| What is required |
Could you please output all of the records exactly?

(Stored data)
===============

use std::path::{Path, PathBuf};

use url::Url;

use crate::error::ConfigError;

/// Default base URL of the Notion REST API.
pub const DEFAULT_API_BASE: &str = "https://api.notion.com/v1/";

/// API version header sent with every content source request.
pub const NOTION_VERSION: &str = "2022-06-28";

/// Load `.env` and then `.env.local` from `dir`.
///
/// Variables already present in the process environment are never overridden,
/// and `.env.local` only fills in keys that `.env` did not set. Missing files
/// are skipped; a file that fails to parse is an error.
pub fn load_dotenv(dir: impl AsRef<Path>) -> Result<(), ConfigError> {
    let dir = dir.as_ref();
    for name in [".env", ".env.local"] {
        let path = dir.join(name);
        if !path.exists() {
            continue;
        }
        dotenvy::from_path(&path).map_err(|e| ConfigError::EnvFile {
            path: path.display().to_string(),
            message: e.to_string(),
        })?;
    }
    Ok(())
}

/// Credentials and endpoint for the content source.
#[derive(Debug, Clone)]
pub struct NotionConfig {
    pub api_key: String,
    pub database_id: String,
    pub api_base: Url,
}

impl NotionConfig {
    /// Load from environment variables.
    ///
    /// Required env vars:
    /// - `NOTION_API_KEY`: integration token
    /// - `NOTION_DATABASE_ID`: id of the posts database
    ///
    /// Optional env vars:
    /// - `NOTION_API_BASE`: API root (default: https://api.notion.com/v1/)
    pub fn from_env() -> Result<Self, ConfigError> {
        Self::from_lookup(|var| std::env::var(var).ok())
    }

    pub fn from_lookup(lookup: impl Fn(&'static str) -> Option<String>) -> Result<Self, ConfigError> {
        let api_key = non_empty(&lookup, "NOTION_API_KEY")?;
        let database_id = non_empty(&lookup, "NOTION_DATABASE_ID")?;

        let base = lookup("NOTION_API_BASE").unwrap_or_else(|| DEFAULT_API_BASE.to_string());
        let api_base = Url::parse(&base).map_err(|e| ConfigError::UrlParse {
            url: base.clone(),
            message: e.to_string(),
        })?;

        Ok(Self {
            api_key,
            database_id,
            api_base,
        })
    }
}

/// Site build configuration
#[derive(Debug, Clone)]
pub struct SiteConfig {
    /// Directory served as the site root (cached images land under it).
    pub public_dir: PathBuf,
    /// Where the persisted URL to local path map is written.
    pub asset_map_path: PathBuf,
    /// Where the post index JSON is written.
    pub post_index_path: PathBuf,
    /// Upper bound on simultaneous asset downloads.
    pub download_concurrency: usize,
}

impl SiteConfig {
    pub const DEFAULT_PUBLIC_DIR: &'static str = "public";
    pub const DEFAULT_ASSET_MAP: &'static str = "lib/image-map.json";
    pub const DEFAULT_POST_INDEX: &'static str = "data/blog.json";
    pub const DEFAULT_CONCURRENCY: usize = 4;

    /// Load configuration from environment variables.
    ///
    /// Optional env vars:
    /// - `FOLIO_PUBLIC_DIR` (default: `public`)
    /// - `FOLIO_ASSET_MAP` (default: `lib/image-map.json`)
    /// - `FOLIO_POST_INDEX` (default: `data/blog.json`)
    /// - `FOLIO_DOWNLOAD_CONCURRENCY` (default: 4)
    pub fn from_env() -> Result<Self, ConfigError> {
        Self::from_lookup(|var| std::env::var(var).ok())
    }

    pub fn from_lookup(lookup: impl Fn(&'static str) -> Option<String>) -> Result<Self, ConfigError> {
        let public_dir = lookup("FOLIO_PUBLIC_DIR")
            .map(PathBuf::from)
            .unwrap_or_else(|| PathBuf::from(Self::DEFAULT_PUBLIC_DIR));
        let asset_map_path = lookup("FOLIO_ASSET_MAP")
            .map(PathBuf::from)
            .unwrap_or_else(|| PathBuf::from(Self::DEFAULT_ASSET_MAP));
        let post_index_path = lookup("FOLIO_POST_INDEX")
            .map(PathBuf::from)
            .unwrap_or_else(|| PathBuf::from(Self::DEFAULT_POST_INDEX));

        let download_concurrency = match lookup("FOLIO_DOWNLOAD_CONCURRENCY") {
            Some(value) => match value.trim().parse::<usize>() {
                Ok(n) if n > 0 => n,
                Ok(_) => {
                    return Err(ConfigError::InvalidValue {
                        var: "FOLIO_DOWNLOAD_CONCURRENCY",
                        value,
                        message: "must be at least 1".into(),
                    });
                }
                Err(e) => {
                    return Err(ConfigError::InvalidValue {
                        var: "FOLIO_DOWNLOAD_CONCURRENCY",
                        value,
                        message: e.to_string(),
                    });
                }
            },
            None => Self::DEFAULT_CONCURRENCY,
        };

        Ok(Self {
            public_dir,
            asset_map_path,
            post_index_path,
            download_concurrency,
        })
    }
}

impl Default for SiteConfig {
    fn default() -> Self {
        Self {
            public_dir: PathBuf::from(Self::DEFAULT_PUBLIC_DIR),
            asset_map_path: PathBuf::from(Self::DEFAULT_ASSET_MAP),
            post_index_path: PathBuf::from(Self::DEFAULT_POST_INDEX),
            download_concurrency: Self::DEFAULT_CONCURRENCY,
        }
    }
}

fn non_empty(
    lookup: &impl Fn(&'static str) -> Option<String>,
    var: &'static str,
) -> Result<String, ConfigError> {
    match lookup(var) {
        Some(value) if !value.trim().is_empty() => Ok(value),
        _ => Err(ConfigError::MissingEnv { var }),
    }
}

===============

| Solution to the problem |
use std::path::{Path, PathBuf};

use url::Url;

use crate::error::ConfigError;

/// Default base URL of the Notion REST API.
pub const DEFAULT_API_BASE: &str = "https://api.notion.com/v1/";

/// API version header sent with every content source request.
pub const NOTION_VERSION: &str = "2022-06-28";

/// Load `.env` and then `.env.local` from `dir`.
///
/// Variables already present in the process environment are never overridden,
/// and `.env.local` only fills in keys that `.env` did not set. Missing files
/// are skipped; a file that fails to parse is an error.
pub fn load_dotenv(dir: impl AsRef<Path>) -> Result<(), ConfigError> {
    let dir = dir.as_ref();
    for name in [".env", ".env.local"] {
        let path = dir.join(name);
        if !path.exists() {
            continue;
        }
        dotenvy::from_path(&path).map_err(|e| ConfigError::EnvFile {
            path: path.display().to_string(),
            message: e.to_string(),
        })?;
    }
    Ok(())
}

/// Credentials and endpoint for the content source.
#[derive(Debug, Clone)]
pub struct NotionConfig {
    pub api_key: String,
    pub database_id: String,
    pub api_base: Url,
}

impl NotionConfig {
    /// Load from environment variables.
    ///
    /// Required env vars:
    /// - `NOTION_API_KEY`: integration token
    /// - `NOTION_DATABASE_ID`: id of the posts database
    ///
    /// Optional env vars:
    /// - `NOTION_API_BASE`: API root (default: https://api.notion.com/v1/)
    pub fn from_env() -> Result<Self, ConfigError> {
        Self::from_lookup(|var| std::env::var(var).ok())
    }

    pub fn from_lookup(lookup: impl Fn(&'static str) -> Option<String>) -> Result<Self, ConfigError> {
        let api_key = non_empty(&lookup, "NOTION_API_KEY")?;
        let database_id = non_empty(&lookup, "NOTION_DATABASE_ID")?;

        let base = lookup("NOTION_API_BASE").unwrap_or_else(|| DEFAULT_API_BASE.to_string());
        let api_base = Url::parse(&base).map_err(|e| ConfigError::UrlParse {
            url: base.clone(),
            message: e.to_string(),
        })?;

        Ok(Self {
            api_key,
            database_id,
            api_base,
        })
    }
}

/// Site build configuration
#[derive(Debug, Clone)]
pub struct SiteConfig {
    /// Directory served as the site root (cached images land under it).
    pub public_dir: PathBuf,
    /// Where the persisted URL to local path map is written.
    pub asset_map_path: PathBuf,
    /// Where the post index JSON is written.
    pub post_index_path: PathBuf,
    /// Upper bound on simultaneous asset downloads.
    pub download_concurrency: usize,
}

impl SiteConfig {
    pub const DEFAULT_PUBLIC_DIR: &'static str = "public";
    pub const DEFAULT_ASSET_MAP: &'static str = "lib/image-map.json";
    pub const DEFAULT_POST_INDEX: &'static str = "data/blog.json";
    pub const DEFAULT_CONCURRENCY: usize = 4;

    /// Load configuration from environment variables.
    ///
    /// Optional env vars:
    /// - `FOLIO_PUBLIC_DIR` (default: `public`)
    /// - `FOLIO_ASSET_MAP` (default: `lib/image-map.json`)
    /// - `FOLIO_POST_INDEX` (default: `data/blog.json`)
    /// - `FOLIO_DOWNLOAD_CONCURRENCY` (default: 4)
    pub fn from_env() -> Result<Self, ConfigError> {
        Self::from_lookup(|var| std::env::var(var).ok())
    }

    pub fn from_lookup(lookup: impl Fn(&'static str) -> Option<String>) -> Result<Self, ConfigError> {
        let public_dir = lookup("FOLIO_PUBLIC_DIR")
            .map(PathBuf::from)
            .unwrap_or_else(|| PathBuf::from(Self::DEFAULT_PUBLIC_DIR));
        let asset_map_path = lookup("FOLIO_ASSET_MAP")
            .map(PathBuf::from)
            .unwrap_or_else(|| PathBuf::from(Self::DEFAULT_ASSET_MAP));
        let post_index_path = lookup("FOLIO_POST_INDEX")
            .map(PathBuf::from)
            .unwrap_or_else(|| PathBuf::from(Self::DEFAULT_POST_INDEX));

        let download_concurrency = match lookup("FOLIO_DOWNLOAD_CONCURRENCY") {
            Some(value) => match value.trim().parse::<usize>() {
                Ok(n) if n > 0 => n,
                Ok(_) => {
                    return Err(ConfigError::InvalidValue {
                        var: "FOLIO_DOWNLOAD_CONCURRENCY",
                        value,
                        message: "must be at least 1".into(),
                    });
                }
                Err(e) => {
                    return Err(ConfigError::InvalidValue {
                        var: "FOLIO_DOWNLOAD_CONCURRENCY",
                        value,
                        message: e.to_string(),
                    });
                }
            },
            None => Self::DEFAULT_CONCURRENCY,
        };

        Ok(Self {
            public_dir,
            asset_map_path,
            post_index_path,
            download_concurrency,
        })
    }
}

impl Default for SiteConfig {
    fn default() -> Self {
        Self {
            public_dir: PathBuf::from(Self::DEFAULT_PUBLIC_DIR),
            asset_map_path: PathBuf::from(Self::DEFAULT_ASSET_MAP),
            post_index_path: PathBuf::from(Self::DEFAULT_POST_INDEX),
            download_concurrency: Self::DEFAULT_CONCURRENCY,
        }
    }
}

fn non_empty(
    lookup: &impl Fn(&'static str) -> Option<String>,
    var: &'static str,
) -> Result<String, ConfigError> {
    match lookup(var) {
        Some(value) if !value.trim().is_empty() => Ok(value),
        _ => Err(ConfigError::MissingEnv { var }),
    }
}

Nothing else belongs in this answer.